Minister reviewing laws for sex offenders in health care
Alberta should consider new legislation to better protect and notify patients about health professionals who have committed sexual offences, Health Minister Sarah Hoffman said Thursday.
Hoffman said her staff has been in touch with counterparts in Ontario, which last year increased the list of sexual abuses that trigger mandatory cancellation of a health professional’s licence.
That same legislation also called for greater transparency so the public can have easy access to more information about a professional’s past conduct.
Hoffman said it may be time for Alberta to adopt similar measures, since the province’s College of Physicians and Surgeons appears to have limited options for sanctioning members who are sexual offenders.
“I’m not convinced they have all the tools they need right now, to be very frank,” she said. “My goal is to ensure anyone can go to a doctor’s office, hospital or clinic without fear the person caring for you could have a history of sexual abuse and you could be vulnerable to that.”
Hoffman said she had “knots in her stomach” while reading about Dr. Ismail Taher, an Edmonton family physician recently reinstated by a college tribunal after two sexual assault convictions for inappropriately touching a patient and a nurse.

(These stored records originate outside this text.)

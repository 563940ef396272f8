/// Password Hashing and Verification
///
/// Key derivation service: turns a plaintext password into a
/// storage-safe `HashValue` and compares plaintexts against stored
/// hashes. Derivation is deliberately slow (iterated PBKDF2) and runs
/// on the blocking thread pool so it never stalls the async runtime.

use std::sync::Arc;

use rand::rngs::OsRng;
use rand::RngCore;
use sha2::{Sha256, Sha384, Sha512};

use crate::auth::hash_value::HashValue;
use crate::configuration::{DigestAlgorithm, HashingSettings};
use crate::error::{AppError, ValidationError};

/// Separator between the pepper and the plaintext before derivation.
const PEPPER_SEPARATOR: &str = "::";

/// Key derivation strategy
///
/// Implementations must be deterministic for a given (plaintext, salt)
/// pair and must produce exactly `output_length()` bytes. Swapping the
/// strategy must not require changes in callers of `PasswordHasher`.
pub trait KeyDerivation: Send + Sync {
    /// Derive `output_length()` bytes from the plaintext and salt.
    fn derive(&self, plaintext: &str, salt: &[u8]) -> Vec<u8>;

    /// Fixed derived-key length in bytes.
    fn output_length(&self) -> usize;

    /// Fixed salt length in bytes.
    fn salt_length(&self) -> usize;
}

/// PBKDF2-HMAC key derivation over a configured digest.
pub struct Pbkdf2Derivation {
    settings: HashingSettings,
}

impl Pbkdf2Derivation {
    /// Build a derivation from validated hashing settings.
    ///
    /// # Errors
    /// Returns `ConfigurationError` if any parameter is below its
    /// safety floor. Parameters are never clamped.
    pub fn new(settings: HashingSettings) -> Result<Self, AppError> {
        settings.validate()?;
        Ok(Self { settings })
    }

    /// Prefix the plaintext with the configured pepper, when present.
    fn peppered(&self, plaintext: &str) -> String {
        match &self.settings.pepper {
            Some(pepper) => format!("{}{}{}", pepper, PEPPER_SEPARATOR, plaintext),
            None => plaintext.to_string(),
        }
    }
}

impl KeyDerivation for Pbkdf2Derivation {
    fn derive(&self, plaintext: &str, salt: &[u8]) -> Vec<u8> {
        let input = self.peppered(plaintext);
        let mut output = vec![0u8; self.settings.output_length];
        match self.settings.algorithm {
            DigestAlgorithm::Sha256 => pbkdf2::pbkdf2_hmac::<Sha256>(
                input.as_bytes(),
                salt,
                self.settings.iterations,
                &mut output,
            ),
            DigestAlgorithm::Sha384 => pbkdf2::pbkdf2_hmac::<Sha384>(
                input.as_bytes(),
                salt,
                self.settings.iterations,
                &mut output,
            ),
            DigestAlgorithm::Sha512 => pbkdf2::pbkdf2_hmac::<Sha512>(
                input.as_bytes(),
                salt,
                self.settings.iterations,
                &mut output,
            ),
        }
        output
    }

    fn output_length(&self) -> usize {
        self.settings.output_length
    }

    fn salt_length(&self) -> usize {
        self.settings.salt_length
    }
}

/// Key derivation service
///
/// Stateless per call; safe for concurrent use across identities
/// without locking.
#[derive(Clone)]
pub struct PasswordHasher {
    derivation: Arc<dyn KeyDerivation>,
}

impl PasswordHasher {
    pub fn new(derivation: Arc<dyn KeyDerivation>) -> Self {
        Self { derivation }
    }

    /// Hash a plaintext password.
    ///
    /// Generates a cryptographically random salt of the configured
    /// length when none is supplied. The derivation is CPU-bound and
    /// executes on the blocking pool; the call either completes with a
    /// full `HashValue` or fails entirely.
    ///
    /// # Errors
    /// Returns `ValidationError` if a supplied salt has the wrong
    /// length, `Internal` if the blocking task is cancelled.
    pub async fn hash(
        &self,
        plaintext: &str,
        salt: Option<Vec<u8>>,
    ) -> Result<HashValue, AppError> {
        let salt = match salt {
            Some(salt) => {
                if salt.len() != self.derivation.salt_length() {
                    return Err(AppError::Validation(ValidationError::LengthMismatch {
                        field: "salt".to_string(),
                        expected: self.derivation.salt_length(),
                        actual: salt.len(),
                    }));
                }
                salt
            }
            None => generate_salt(self.derivation.salt_length()),
        };

        let derivation = Arc::clone(&self.derivation);
        let plaintext = plaintext.to_string();
        let derived = tokio::task::spawn_blocking(move || {
            let value = derivation.derive(&plaintext, &salt);
            (value, salt)
        })
        .await
        .map_err(|e| AppError::Internal(format!("Hashing task failed: {}", e)))?;

        let (value, salt) = derived;
        HashValue::new(value, salt).map_err(AppError::from)
    }

    /// Verify a plaintext password against a stored hash.
    ///
    /// Re-derives using the stored salt and compares in constant time.
    /// A derived key of a different length than the stored one is an
    /// immediate non-match; no bytes are compared.
    pub async fn compare(
        &self,
        plaintext: &str,
        stored: &HashValue,
    ) -> Result<bool, AppError> {
        let derivation = Arc::clone(&self.derivation);
        let plaintext = plaintext.to_string();
        let salt = stored.salt().to_vec();

        let derived = tokio::task::spawn_blocking(move || derivation.derive(&plaintext, &salt))
            .await
            .map_err(|e| AppError::Internal(format!("Hashing task failed: {}", e)))?;

        Ok(constant_time_eq(&derived, stored.value()))
    }
}

/// Generate `length` random salt bytes from the OS entropy source.
fn generate_salt(length: usize) -> Vec<u8> {
    let mut salt = vec![0u8; length];
    OsRng.fill_bytes(&mut salt);
    salt
}

/// Fixed-time equality over equal-length byte sequences.
///
/// A length mismatch returns immediately without touching contents.
fn constant_time_eq(a: &[u8], b: &[u8]) -> bool {
    if a.len() != b.len() {
        return false;
    }
    let mut diff = 0u8;
    for (x, y) in a.iter().zip(b.iter()) {
        diff |= x ^ y;
    }
    diff == 0
}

The reinstatement comes with conditions, including that Taher use a chaperone when seeing female patients.
College spokesman Steve Buick said the organization has so far received around two dozen calls and emails from frustrated Albertans, many of whom want higher penalties and greater transparency for such cases.
He said the college is fully on board with helping the government move in that direction, but there needs to be consultation first rather than simply “imitating ” Ontario’s legislation.
Professional discipline is constrained, in that sanctions can be thrown out on appeal if they stray too far from case law, Buick said. That’s why new legislation is likely needed to provide more latitude to revoke a doctor’s licence.
Taher, who was convicted in 2015, is working at a south-side clinic.
His restrictions are available on the college’s website, but there is no requirement patients at the clinic be told.